» **WHAT IS BEING ASKED**: Each line that has the string "complete" must be copied from the records below.

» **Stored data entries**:
□ □ □
//! Conversation history
//!
//! Ordered, append-only record of the exchange with the model. Owned by the
//! active session; the whole history is sent with every request so the
//! model keeps context across turns.

use serde::{Deserialize, Serialize};

#[derive(Debug, Clone, Copy, PartialEq, Eq, Serialize, Deserialize)]
#[serde(rename_all = "lowercase")]
pub enum Role {
    User,
    Assistant,
}

#[derive(Debug, Clone, Serialize, Deserialize)]
pub struct Message {
    pub role: Role,
    pub content: String,
}

/// Append-only message sequence. Reset means replacing with empty, never
/// editing in place.
#[derive(Debug, Clone, Default, Serialize, Deserialize)]
pub struct ConversationHistory {
    messages: Vec<Message>,
}

impl ConversationHistory {
    pub fn new() -> Self {
        Self::default()
    }

    pub fn push_user(&mut self, content: impl Into<String>) {
        self.messages.push(Message {
            role: Role::User,
            content: content.into(),
        });
    }

    pub fn push_assistant(&mut self, content: impl Into<String>) {
        self.messages.push(Message {
            role: Role::Assistant,
            content: content.into(),
        });
    }

    /// Record one full prompt/reply exchange.
    pub fn record_exchange(&mut self, prompt: impl Into<String>, reply: impl Into<String>) {
        self.push_user(prompt);
        self.push_assistant(reply);
    }

    pub fn clear(&mut self) {
        self.messages = Vec::new();
    }

    pub fn messages(&self) -> &[Message] {
        &self.messages
    }

    pub fn iter(&self) -> impl Iterator<Item = &Message> {
        self.messages.iter()
    }

    pub fn len(&self) -> usize {
        self.messages.len()
    }

    pub fn is_empty(&self) -> bool {
        self.messages.is_empty()
    }
}

#[cfg(test)]
mod tests {
    use super::*;

    #[test]
    fn test_exchange_appends_in_order() {
        let mut history = ConversationHistory::new();
        history.record_exchange("first prompt", "first reply");
        history.push_user("follow-up");

        assert_eq!(history.len(), 3);
        assert_eq!(history.messages()[0].role, Role::User);
        assert_eq!(history.messages()[1].role, Role::Assistant);
        assert_eq!(history.messages()[2].content, "follow-up");
    }

    #[test]
    fn test_clear_resets_to_empty() {
        let mut history = ConversationHistory::new();
        history.record_exchange("p", "r");
        history.clear();
        assert!(history.is_empty());
    }

    #[test]
    fn test_roles_serialize_lowercase() {
        let mut history = ConversationHistory::new();
        history.push_user("hi");
        let json = serde_json::to_string(history.messages()).unwrap();
        assert!(json.contains(r#""role":"user""#));
    }
}
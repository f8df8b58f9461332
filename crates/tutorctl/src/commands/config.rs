//! Configuration display.

use anyhow::Result;
use console::Term;
use std::path::PathBuf;

use crate::ui;

pub fn run(config_dir: Option<PathBuf>) -> Result<()> {
    let manager = super::load_config(config_dir)?;
    let term = Term::stdout();
    let config = manager.config();

    ui::banner(&term, "Current Configuration")?;
    ui::info(
        &term,
        &format!("Config file: {}", manager.config_path().display()),
    )?;

    let key_display = if manager.is_api_key_from_env() {
        "set via environment".to_string()
    } else {
        mask_key(&config.api_key)
    };
    ui::info(&term, &format!("API key: {key_display}"))?;
    if !manager.can_modify_api_key() {
        ui::dim(&term, "API key is locked by the system configuration.")?;
    }

    ui::info(&term, &format!("Model: {}", config.model))?;
    ui::info(
        &term,
        &format!("Experience level: {}", config.experience_level),
    )?;
    ui::info(
        &term,
        &format!("Question style: {}", config.preferences.question_style),
    )?;
    ui::info(
        &term,
        &format!("Focus areas: {}", config.preferences.focus_areas.join(", ")),
    )?;
    ui::info(
        &term,
        &format!("Exercises directory: {}", manager.exercises_dir().display()),
    )?;
    ui::info(
        &term,
        &format!(
            "Session logging: {}",
            if config.logging.enabled { "enabled" } else { "disabled" }
        ),
    )?;

    term.write_line("")?;
    ui::dim(&term, "Run 'tutorctl setup' to reconfigure.")?;
    Ok(())
}

/// Masked display form of a stored API key. Counts characters, not bytes;
/// keys are user-supplied and need not be ASCII.
fn mask_key(key: &str) -> String {
    if key.is_empty() {
        "Not set".to_string()
    } else if key.chars().count() > 8 {
        format!("{}...", key.chars().take(8).collect::<String>())
    } else {
        "***".to_string()
    }
}

#[cfg(test)]
mod tests {
    use super::*;

    #[test]
    fn test_mask_key_prefixes_long_keys() {
        assert_eq!(mask_key("sk-ant-api03-xyz"), "sk-ant-a...");
        assert_eq!(mask_key("short"), "***");
        assert_eq!(mask_key(""), "Not set");
    }

    #[test]
    fn test_mask_key_survives_multibyte_keys() {
        // Byte 8 falls inside the third character here; a byte slice
        // would panic on the boundary.
        assert_eq!(mask_key("€€€€€€€€€"), "€€€€€€€€...");
        assert_eq!(mask_key("€€€€"), "***");
    }
}
//! About screen.

use anyhow::Result;
use console::Term;

use crate::ui;

pub fn run() -> Result<()> {
    let term = Term::stdout();
    ui::banner(&term, &format!("Code Tutor v{}", env!("CARGO_PKG_VERSION")))?;
    term.write_line("An intelligent, respectful code review and tutoring CLI tool.")?;
    term.write_line("")?;
    ui::section(&term, "Features")?;
    term.write_line("  • Personalized feedback based on your experience level")?;
    term.write_line("  • Interactive dialogue about your code decisions")?;
    term.write_line("  • Mathematical proof review, from prose to Lean and Coq")?;
    term.write_line("  • Practice exercises with progressive hints")?;
    term.write_line("  • Teaching mode: explain flawed code to a struggling student")?;
    term.write_line("")?;
    ui::section(&term, "Commands")?;
    term.write_line("  setup     - Configure your API key and preferences")?;
    term.write_line("  review    - Review a file or directory")?;
    term.write_line("  proof     - Review a mathematical proof")?;
    term.write_line("  exercise  - Generate and work through practice exercises")?;
    term.write_line("  teach     - Teach a struggling student (roles reversed)")?;
    term.write_line("  config    - View configuration")?;
    term.write_line("  logs      - Export or clear session logs")?;
    Ok(())
}
//! Teaching mode sessions: the model plays a stuck student.

use anyhow::Result;
use console::Term;
use serde_json::json;
use std::path::PathBuf;
use tutor_common::session_log::SessionLogger;
use tutor_common::teaching::{CodeTeacher, ProofTeacher, MAX_ROUNDS};

use crate::ui;

pub fn run_code(config_dir: Option<PathBuf>, topic: &str, language: &str) -> Result<()> {
    let manager = super::load_config(config_dir)?;
    if !manager.is_configured() {
        anyhow::bail!("Code Tutor is not configured. Run 'tutorctl setup' first.");
    }
    let experience_level = manager.config().experience_level.clone();

    let term = Term::stdout();
    ui::banner(&term, &format!("Teaching Mode: {topic}"))?;
    ui::dim(
        &term,
        "A student will show you flawed code. Guide them with hints - don't just give the answer!",
    )?;
    term.write_line("")?;

    let mut teacher = CodeTeacher::new(super::build_client(&manager)?, topic, language);
    let mut logger = SessionLogger::new(manager.config_dir(), manager.config().logging.enabled);
    logger.start_session(
        "teaching",
        json!({ "topic": topic, "language": language }),
    );

    while teacher.rounds_remaining() {
        let bar = ui::spinner("The student is writing some code...");
        let round = teacher.next_round(&experience_level);
        bar.finish_and_clear();
        let round = match round {
            Ok(r) => r,
            Err(e) => {
                logger.log_error("round", &e.to_string());
                return Err(e.into());
            }
        };

        ui::info(
            &term,
            &format!("Round {} of {MAX_ROUNDS}", teacher.round_number()),
        )?;
        term.write_line("")?;

        ui::section(&term, "Student Question")?;
        term.write_line(&format!("  {}", round.student_question))?;
        term.write_line("")?;
        ui::section(&term, "Student's Code")?;
        for line in round.code.lines() {
            term.write_line(&format!("    {line}"))?;
        }
        term.write_line("")?;

        ui::section(&term, "How will you guide this student? Provide hints:")?;
        ui::dim(
            &term,
            "Give hints, ask leading questions, or point them in the right direction.",
        )?;
        let explanation = ui::ask(&term, "Your teaching response:")?;

        let bar = ui::spinner("The student is thinking about your hints...");
        let evaluation = teacher.evaluate(&round, &explanation, &experience_level);
        bar.finish_and_clear();
        let evaluation = match evaluation {
            Ok(e) => e,
            Err(e) => {
                logger.log_error("evaluation", &e.to_string());
                return Err(e.into());
            }
        };
        logger.log_teaching_round(
            teacher.round_number(),
            topic,
            &round.code,
            &explanation,
            &evaluation.feedback,
        );

        term.write_line("")?;
        term.write_line(&evaluation.feedback)?;
        term.write_line("")?;

        if evaluation.understanding_achieved {
            ui::success(&term, "The student got it! Great teaching.")?;
            if !teacher.rounds_remaining()
                || !ui::confirm(&term, "Try another round?", true)?
            {
                break;
            }
        } else {
            ui::warn(&term, "The student is still confused. Let's try another example...")?;
        }
    }

    logger.end_session();
    ui::success(&term, "Teaching session complete!")?;
    Ok(())
}

pub fn run_proof(config_dir: Option<PathBuf>, topic: &str, domain: &str) -> Result<()> {
    let manager = super::load_config(config_dir)?;
    if !manager.is_configured() {
        anyhow::bail!("Code Tutor is not configured. Run 'tutorctl setup' first.");
    }
    let experience_level = manager.config().experience_level.clone();

    let term = Term::stdout();
    ui::banner(&term, &format!("Proof Teaching Mode: {topic}"))?;
    ui::dim(
        &term,
        "You will see proofs with hidden flaws. Identify the errors and explain why they break the argument.",
    )?;
    term.write_line("")?;

    let mut teacher = ProofTeacher::new(super::build_client(&manager)?, topic, domain);
    let mut logger = SessionLogger::new(manager.config_dir(), manager.config().logging.enabled);
    logger.start_session(
        "proof_teaching",
        json!({ "topic": topic, "domain": domain }),
    );

    while teacher.rounds_remaining() {
        let bar = ui::spinner("Preparing a flawed proof...");
        let round = teacher.next_round(&experience_level);
        bar.finish_and_clear();
        let round = match round {
            Ok(r) => r,
            Err(e) => {
                logger.log_error("round", &e.to_string());
                return Err(e.into());
            }
        };

        ui::info(
            &term,
            &format!("Round {} of {MAX_ROUNDS}", teacher.round_number()),
        )?;
        term.write_line("")?;

        ui::section(&term, "Theorem")?;
        term.write_line(&format!("  {}", round.theorem))?;
        term.write_line("")?;
        ui::section(&term, "Proof to Review")?;
        for line in round.proof.lines() {
            term.write_line(&format!("    {line}"))?;
        }
        term.write_line("")?;

        ui::section(&term, "What's wrong with this proof?")?;
        ui::dim(
            &term,
            "Identify any errors, gaps in reasoning, unjustified steps, or logical fallacies.",
        )?;
        let analysis = ui::ask(&term, "Your analysis:")?;

        let bar = ui::spinner("Evaluating your analysis...");
        let evaluation = teacher.evaluate(&round, &analysis, &experience_level);
        bar.finish_and_clear();
        let evaluation = match evaluation {
            Ok(e) => e,
            Err(e) => {
                logger.log_error("evaluation", &e.to_string());
                return Err(e.into());
            }
        };
        logger.log_teaching_round(
            teacher.round_number(),
            topic,
            &round.proof,
            &analysis,
            &evaluation.feedback,
        );

        term.write_line("")?;
        term.write_line(&evaluation.feedback)?;
        term.write_line("")?;

        if evaluation.understanding_achieved {
            ui::success(&term, "Excellent analysis! You identified the key issues.")?;
            if !teacher.rounds_remaining()
                || !ui::confirm(&term, "Try another flawed proof?", true)?
            {
                break;
            }
        } else {
            ui::warn(&term, "There's more to find. Let's try another example...")?;
        }
    }

    logger.end_session();
    ui::success(&term, "Proof teaching session complete!")?;
    Ok(())
}
//! Teaching-mode orchestration
//!
//! In teaching mode the roles flip: the model plays a stuck student and
//! the user teaches. Each round the model produces flawed material (code
//! or a proof) with a hidden issue list, the user offers hints or analysis,
//! and the model judges whether understanding was reached. Difficulty ramps
//! with the round number; sessions cap at [`MAX_ROUNDS`].

use crate::contract::{EvaluationContract, TeachingContract};
use crate::conversation::ConversationHistory;
use crate::llm::{LlmClient, LlmError};
use crate::parse::{
    parse_code_round, parse_evaluation, parse_proof_round, ParsedCodeRound, ParsedEvaluation,
    ParsedProofRound,
};
use crate::prompt;

pub const MAX_ROUNDS: u32 = 5;

/// Flawed-code teaching session state.
pub struct CodeTeacher<C> {
    client: C,
    history: ConversationHistory,
    topic: String,
    language: String,
    round_number: u32,
    contract: TeachingContract,
    evaluation_contract: EvaluationContract,
}

impl<C: LlmClient> CodeTeacher<C> {
    pub fn new(client: C, topic: impl Into<String>, language: impl Into<String>) -> Self {
        Self {
            client,
            history: ConversationHistory::new(),
            topic: topic.into(),
            language: language.into(),
            round_number: 0,
            contract: TeachingContract::default(),
            evaluation_contract: EvaluationContract::default(),
        }
    }

    pub fn topic(&self) -> &str {
        &self.topic
    }

    pub fn language(&self) -> &str {
        &self.language
    }

    pub fn round_number(&self) -> u32 {
        self.round_number
    }

    pub fn rounds_remaining(&self) -> bool {
        self.round_number < MAX_ROUNDS
    }

    /// Start the next round: flawed code plus the student's question.
    pub fn next_round(&mut self, experience_level: &str) -> Result<ParsedCodeRound, LlmError> {
        self.round_number += 1;
        let prompt = prompt::flawed_code(
            &self.topic,
            &self.language,
            experience_level,
            self.round_number,
        );
        let response = self.client.generate(&prompt, &self.history)?;
        self.history.record_exchange(prompt, response.clone());

        let parsed = parse_code_round(&response);
        for violation in self.contract.validate_code_round(&parsed) {
            tracing::warn!(round = self.round_number, %violation, "code round out of bounds");
        }
        Ok(parsed)
    }

    /// Judge the user's hints for the current round.
    pub fn evaluate(
        &mut self,
        round: &ParsedCodeRound,
        user_explanation: &str,
        experience_level: &str,
    ) -> Result<ParsedEvaluation, LlmError> {
        let prompt = prompt::evaluate_hints(
            &self.topic,
            &round.code,
            &round.issues,
            user_explanation,
            experience_level,
            &self.language,
        );
        let response = self.client.generate(&prompt, &self.history)?;
        self.history.record_exchange(prompt, response.clone());

        let parsed = parse_evaluation(&response);
        for violation in self.evaluation_contract.validate(&parsed) {
            tracing::warn!(round = self.round_number, %violation, "evaluation out of bounds");
        }
        Ok(parsed)
    }
}

/// Flawed-proof teaching session state.
pub struct ProofTeacher<C> {
    client: C,
    history: ConversationHistory,
    topic: String,
    domain: String,
    round_number: u32,
    contract: TeachingContract,
    evaluation_contract: EvaluationContract,
}

impl<C: LlmClient> ProofTeacher<C> {
    pub fn new(client: C, topic: impl Into<String>, domain: impl Into<String>) -> Self {
        Self {
            client,
            history: ConversationHistory::new(),
            topic: topic.into(),
            domain: domain.into(),
            round_number: 0,
            contract: TeachingContract::default(),
            evaluation_contract: EvaluationContract::default(),
        }
    }

    pub fn topic(&self) -> &str {
        &self.topic
    }

    pub fn domain(&self) -> &str {
        &self.domain
    }

    pub fn round_number(&self) -> u32 {
        self.round_number
    }

    pub fn rounds_remaining(&self) -> bool {
        self.round_number < MAX_ROUNDS
    }

    pub fn next_round(&mut self, experience_level: &str) -> Result<ParsedProofRound, LlmError> {
        self.round_number += 1;
        let prompt = prompt::flawed_proof(
            &self.topic,
            &self.domain,
            experience_level,
            self.round_number,
        );
        let response = self.client.generate(&prompt, &self.history)?;
        self.history.record_exchange(prompt, response.clone());

        let parsed = parse_proof_round(&response);
        for violation in self.contract.validate_proof_round(&parsed) {
            tracing::warn!(round = self.round_number, %violation, "proof round out of bounds");
        }
        Ok(parsed)
    }

    pub fn evaluate(
        &mut self,
        round: &ParsedProofRound,
        user_analysis: &str,
        experience_level: &str,
    ) -> Result<ParsedEvaluation, LlmError> {
        let prompt = prompt::evaluate_proof_analysis(
            &round.proof,
            &round.issues,
            user_analysis,
            experience_level,
        );
        let response = self.client.generate(&prompt, &self.history)?;
        self.history.record_exchange(prompt, response.clone());

        let parsed = parse_evaluation(&response);
        for violation in self.evaluation_contract.validate(&parsed) {
            tracing::warn!(round = self.round_number, %violation, "evaluation out of bounds");
        }
        Ok(parsed)
    }
}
□ □ □
» **EXERCISE RESPONSE**:
    ui::success(&term, "Teaching session complete!")?;
    ui::success(&term, "Proof teaching session complete!")?;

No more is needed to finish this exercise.